A contemporary method that is being used more and more in forensic entomology to shed light on the ecology and life cycle of insects connected to human remains is stable isotope analysis. Using this technique, the stable isotopic composition of elements found in insect tissues, including carbon, nitrogen, hydrogen, and oxygen, is measured. The environment in which the insect developed, including its diet and place of origin, is reflected in these isotopes.

Stable isotope analysis provides information on the travel of the body or the insect itself, and can be used in forensic investigations to assist identify the geographic origin of insects found on a body. Furthermore, features of the insect's diet, such as whether it consumed organic matter or human remains, can be inferred by stable isotope analysis. This information can be vital to comprehending the insect's function in the decomposition process.
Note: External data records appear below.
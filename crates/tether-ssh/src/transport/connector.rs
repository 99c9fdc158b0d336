//! Outbound SSH connector
//!
//! Opens the TCP stream, runs the SSH handshake, authenticates and opens the
//! shell channel for one connect attempt.

use std::sync::atomic::{AtomicBool, Ordering};
use std::sync::Arc;
use std::time::Duration;

use async_trait::async_trait;
use russh::client::{self, Config, Handle};
use russh::Disconnect;
use russh_keys::key::PublicKey;
use tokio::net::TcpStream;

use tether_core::config::{ConnectionConfig, EngineConfig};

use super::host_key::{AcceptAllHostKeys, HostKeyVerifier};
use super::ShellConnector;
use crate::auth::AuthNegotiator;
use crate::bridge::InboundSink;
use crate::channel::{open_shell, PtyRequest, ShellChannel};
use crate::error::ConnectError;
use crate::reactor::Reactor;

/// Connects sessions to real SSH servers
pub struct SshConnector {
    reactor: Reactor,
    pty: PtyRequest,
    verifier: Arc<dyn HostKeyVerifier>,
}

impl SshConnector {
    /// Create a connector that accepts any host key
    pub fn new(reactor: Reactor, engine: &EngineConfig) -> Self {
        Self {
            reactor,
            pty: PtyRequest::from_config(engine),
            verifier: Arc::new(AcceptAllHostKeys),
        }
    }

    /// Replace the host key verification policy
    pub fn with_verifier(mut self, verifier: Arc<dyn HostKeyVerifier>) -> Self {
        self.verifier = verifier;
        self
    }

    /// Open the TCP stream, run the SSH handshake and authenticate, all
    /// within the connect timeout
    async fn connect_authenticated(
        &self,
        config: &ConnectionConfig,
    ) -> Result<Handle<ClientHandler>, ConnectError> {
        let ssh_config = Arc::new(Config {
            keepalive_interval: keepalive(config.keepalive_interval),
            ..Default::default()
        });

        let host_key_rejected = Arc::new(AtomicBool::new(false));
        let handler = ClientHandler {
            host: config.host.clone(),
            port: config.port,
            verifier: Arc::clone(&self.verifier),
            rejected: Arc::clone(&host_key_rejected),
        };

        tracing::debug!("Connecting to {}", config.address());
        let attempt = async {
            let stream = open_stream(&config.host, config.port).await?;
            let mut handle = client::connect_stream(ssh_config, stream, handler).await?;

            let mut negotiator =
                AuthNegotiator::new(&config.username, config.credential.clone());
            if let Err(e) = negotiator.authenticate(&mut handle).await {
                let _ = handle
                    .disconnect(Disconnect::ByApplication, "authentication failed", "en")
                    .await;
                return Err(e);
            }
            Ok::<_, ConnectError>(handle)
        };

        let result = tokio::time::timeout(config.connect_timeout, attempt)
            .await
            .map_err(|_| {
                ConnectError::Timeout(format!(
                    "Connection to {} timed out after {}s",
                    config.address(),
                    config.connect_timeout.as_secs()
                ))
            })?;

        // The handshake runs in the background, so a refused host key
        // surfaces as whatever error the next request hits.
        result.map_err(|e| match e {
            ConnectError::HostKeyRejected(_) => e,
            _ if host_key_rejected.load(Ordering::SeqCst) => ConnectError::HostKeyRejected(
                format!("host key for {} was not accepted", config.address()),
            ),
            _ => e,
        })
    }
}

#[async_trait]
impl ShellConnector for SshConnector {
    async fn establish(
        &self,
        config: &ConnectionConfig,
        inbound: InboundSink,
    ) -> Result<Arc<dyn ShellChannel>, ConnectError> {
        let handle = self.connect_authenticated(config).await?;

        tracing::debug!("Authenticated to {}, opening shell", config.address());
        let channel = open_shell(handle, &self.pty, inbound, &self.reactor).await?;

        tracing::info!("Shell open on {}@{}", config.username, config.address());
        Ok(Arc::new(channel))
    }
}

/// Resolve the host and connect to the first address that accepts
async fn open_stream(host: &str, port: u16) -> Result<TcpStream, ConnectError> {
    let addrs = tokio::net::lookup_host((host, port))
        .await
        .map_err(|e| ConnectError::Unreachable(format!("Failed to resolve {}: {}", host, e)))?;

    let mut last_error = None;
    for addr in addrs {
        match TcpStream::connect(addr).await {
            Ok(stream) => {
                if let Err(e) = stream.set_nodelay(true) {
                    tracing::debug!("Failed to set TCP_NODELAY: {}", e);
                }
                return Ok(stream);
            }
            Err(e) => {
                tracing::debug!("Connect to {} failed: {}", addr, e);
                last_error = Some(e);
            }
        }
    }

    Err(match last_error {
        Some(e) => ConnectError::from(e),
        None => ConnectError::Unreachable(format!("{} resolved to no addresses", host)),
    })
}

/// Keepalive interval for the SSH client; zero disables keepalives
fn keepalive(interval: Duration) -> Option<Duration> {
    (!interval.is_zero()).then_some(interval)
}

/// russh client callbacks for one connection
struct ClientHandler {
    host: String,
    port: u16,
    verifier: Arc<dyn HostKeyVerifier>,
    rejected: Arc<AtomicBool>,
}

#[async_trait]
impl client::Handler for ClientHandler {
    type Error = russh::Error;

    async fn check_server_key(
        &mut self,
        server_public_key: &PublicKey,
    ) -> Result<bool, Self::Error> {
        let fingerprint = server_public_key.fingerprint();
        tracing::debug!("Server host key for {}: {}", self.host, fingerprint);
        let trusted = self.verifier.verify(&self.host, self.port, &fingerprint);
        if !trusted {
            self.rejected.store(true, Ordering::SeqCst);
        }
        Ok(trusted)
    }
}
When using traditional methods to identify insect species or estimate age, this methodology has proven quite helpful. Stable isotope analysis contributes to more accurate and thorough forensic studies by improving the precision and depth of forensic entomological investigations by offering a distinct chemical signature that represents the insect's surroundings.
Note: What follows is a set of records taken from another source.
//! Shared I/O reactor
//!
//! All sessions run their network I/O on one tokio runtime owned by the top
//! level. Components receive a [`Reactor`] (a cheap handle) instead of
//! reaching for a global runtime.

use std::future::Future;
use std::io;

use tokio::runtime::{Builder, Handle, Runtime};
use tokio::task::JoinHandle;

/// Handle to the runtime that drives session I/O
#[derive(Debug, Clone)]
pub struct Reactor {
    handle: Handle,
}

impl Reactor {
    pub fn from_handle(handle: Handle) -> Self {
        Self { handle }
    }

    /// Reactor for the runtime the caller is running on, if any
    pub fn try_current() -> Option<Self> {
        Handle::try_current().ok().map(Self::from_handle)
    }

    pub fn spawn<F>(&self, future: F) -> JoinHandle<F::Output>
    where
        F: Future + Send + 'static,
        F::Output: Send + 'static,
    {
        self.handle.spawn(future)
    }

    pub fn handle(&self) -> &Handle {
        &self.handle
    }
}

/// Owned multi-threaded runtime for the reactor
pub struct ReactorRuntime {
    runtime: Runtime,
}

impl ReactorRuntime {
    /// Build a runtime with `threads` workers (at least one)
    pub fn new(threads: usize) -> io::Result<Self> {
        let runtime = Builder::new_multi_thread()
            .worker_threads(threads.max(1))
            .thread_name("tether-reactor")
            .enable_all()
            .build()?;

        tracing::debug!("Started reactor with {} worker thread(s)", threads.max(1));
        Ok(Self { runtime })
    }

    pub fn reactor(&self) -> Reactor {
        Reactor::from_handle(self.runtime.handle().clone())
    }

    pub fn block_on<F: Future>(&self, future: F) -> F::Output {
        self.runtime.block_on(future)
    }
}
==Insect activity case study==

A preliminary investigation of insect colonization and succession on remains in New Zealand revealed that coastal habitats, often characterized by higher average temperatures, can significantly accelerate the post active decay stage compared to other environments .
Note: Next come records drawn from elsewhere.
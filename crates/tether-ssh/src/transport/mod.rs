//! Transport connector
//!
//! Turns a [`ConnectionConfig`] into a live shell: stream connection,
//! transport handshake, authentication and channel setup.

mod connector;
mod host_key;

pub use connector::SshConnector;
pub use host_key::{AcceptAllHostKeys, HostKeyVerifier, PinnedHostKeys};

use std::sync::Arc;

use async_trait::async_trait;

use tether_core::config::ConnectionConfig;

use crate::bridge::InboundSink;
use crate::channel::ShellChannel;
use crate::error::ConnectError;

/// Establishes shells for sessions
#[async_trait]
pub trait ShellConnector: Send + Sync {
    /// Connect, authenticate and open a shell.
    ///
    /// Inbound output is pushed to `inbound`; its inactive notification fires
    /// when the shell's channel closes.
    async fn establish(
        &self,
        config: &ConnectionConfig,
        inbound: InboundSink,
    ) -> Result<Arc<dyn ShellChannel>, ConnectError>;
}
In an open field habitat, the environment had a daily average maximum temperature that was relatively warm. The average rainfall for the first 3 weeks in this environment was a small amount of rain per day. Between 2 and 7 weeks, the body began to start active decay. During this stage, the insect successions started with Calliphora stygia, which lasted until day 27. The larvae of Chrysomya rufifacies were present between weeks 2 and 7. Hydrotaea rostrata, larvae of Lucilia sericata, family Psychodidae, and Sylvicola were found to be present relatively late in the body's decay.

In a coastal sand-dune habitat, the environment had an average daily maximum temperature higher than the other environments. The daily average rainfall was recorded as a medium amount for the first 3 weeks. The post-decay time interval, what significantly shorter than the average interval due to the higher ambient temperatures of the coastal environment. Insects obtained late in the post-active stage include the Calliphora quadrimaculata, adult Sphaeroceridae, Psychodidae and Piophilidae (no larvae from this last family were obtained in recovery).

The native bush environment had recorded daily average maximum and minimum temperatures similar to the open field habitat. The average rainfall in this habitat was recorded to be very low per day. After the bloat stage, which lasted until day seven after death, post-active decay began around 2 weeks. In this habitat, the H. rostrata, adult Phoridae, Sylvicola larvae and adult were the predominant species remaining on the body during the pre-skeletonization stages.